* [Problem description] The answer should be an exact repeat of the stretch of material below from the line containing "URLs behave as" through the line containing "pub fn route(&self, url: impl".

* [Source records]
○ ○ ○ ○ ○

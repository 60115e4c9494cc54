//! The network boundary

use std::collections::{HashMap, HashSet};

use async_trait::async_trait;
use parking_lot::RwLock;

use fetch_types::{FetchError, FetchRequest, FetchResponse};

/// The worker's one way to reach the network.
#[async_trait]
pub trait Network: Send + Sync {
    /// Performs a single network fetch. Transport failure is an error;
    /// an HTTP error status is a normal response.
    async fn fetch(&self, request: &FetchRequest) -> Result<FetchResponse, FetchError>;
}

/// Canned-route network
///
/// Serves pre-registered responses by URL, records every request it
/// sees, and can be told to fail specific URLs. Unrouted URLs behave as
/// unreachable.
#[derive(Default)]
pub struct MemoryNetwork {
    routes: RwLock<HashMap<String, FetchResponse>>,
    failing: RwLock<HashSet<String>>,
    requests: RwLock<Vec<FetchRequest>>,
}

impl MemoryNetwork {
    pub fn new() -> Self {
        MemoryNetwork::default()
    }

    /// Serves this response for the URL, replacing any previous route.
    pub fn route(&self, url: impl Into<String>, response: FetchResponse) {
        self.routes.write().insert(url.into(), response);
    }

    /// Serves a 200 response with the given body for the URL.
    pub fn route_ok(&self, url: &str, body: &str) {
        self.route(url, FetchResponse::new(url, 200, body));
    }

    /// Makes every fetch of this URL fail as unreachable.
    pub fn fail(&self, url: impl Into<String>) {
        self.failing.write().insert(url.into());
    }

    /// Clears a failure, letting the URL's route answer again.
    pub fn recover(&self, url: &str) {
        self.failing.write().remove(url);
    }

    /// Every request fetched so far, in order.
    pub fn requests(&self) -> Vec<FetchRequest> {
        self.requests.read().clone()
    }

    pub fn request_count(&self) -> usize {
        self.requests.read().len()
    }

    /// How many fetches hit the given URL.
    pub fn requests_for(&self, url: &str) -> usize {
        self.requests.read().iter().filter(|r| r.url == url).count()
    }
}

#[async_trait]
impl Network for MemoryNetwork {
    async fn fetch(&self, request: &FetchRequest) -> Result<FetchResponse, FetchError> {
        self.requests.write().push(request.clone());
        if self.failing.read().contains(&request.url) {
            return Err(FetchError::Unreachable(request.url.clone()));
        }
        match self.routes.read().get(&request.url) {
            Some(response) => Ok(response.clone()),
            None => Err(FetchError::Unreachable(request.url.clone())),
        }
    }
}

○ ○ ○ ○ ○

* [Exercise output]
/// sees, and can be told to fail specific URLs. Unrouted URLs behave as
/// unreachable.
#[derive(Default)]
pub struct MemoryNetwork {
    routes: RwLock<HashMap<String, FetchResponse>>,
    failing: RwLock<HashSet<String>>,
    requests: RwLock<Vec<FetchRequest>>,
}

impl MemoryNetwork {
    pub fn new() -> Self {
        MemoryNetwork::default()
    }

    /// Serves this response for the URL, replacing any previous route.
    pub fn route(&self, url: impl Into<String>, response: FetchResponse) {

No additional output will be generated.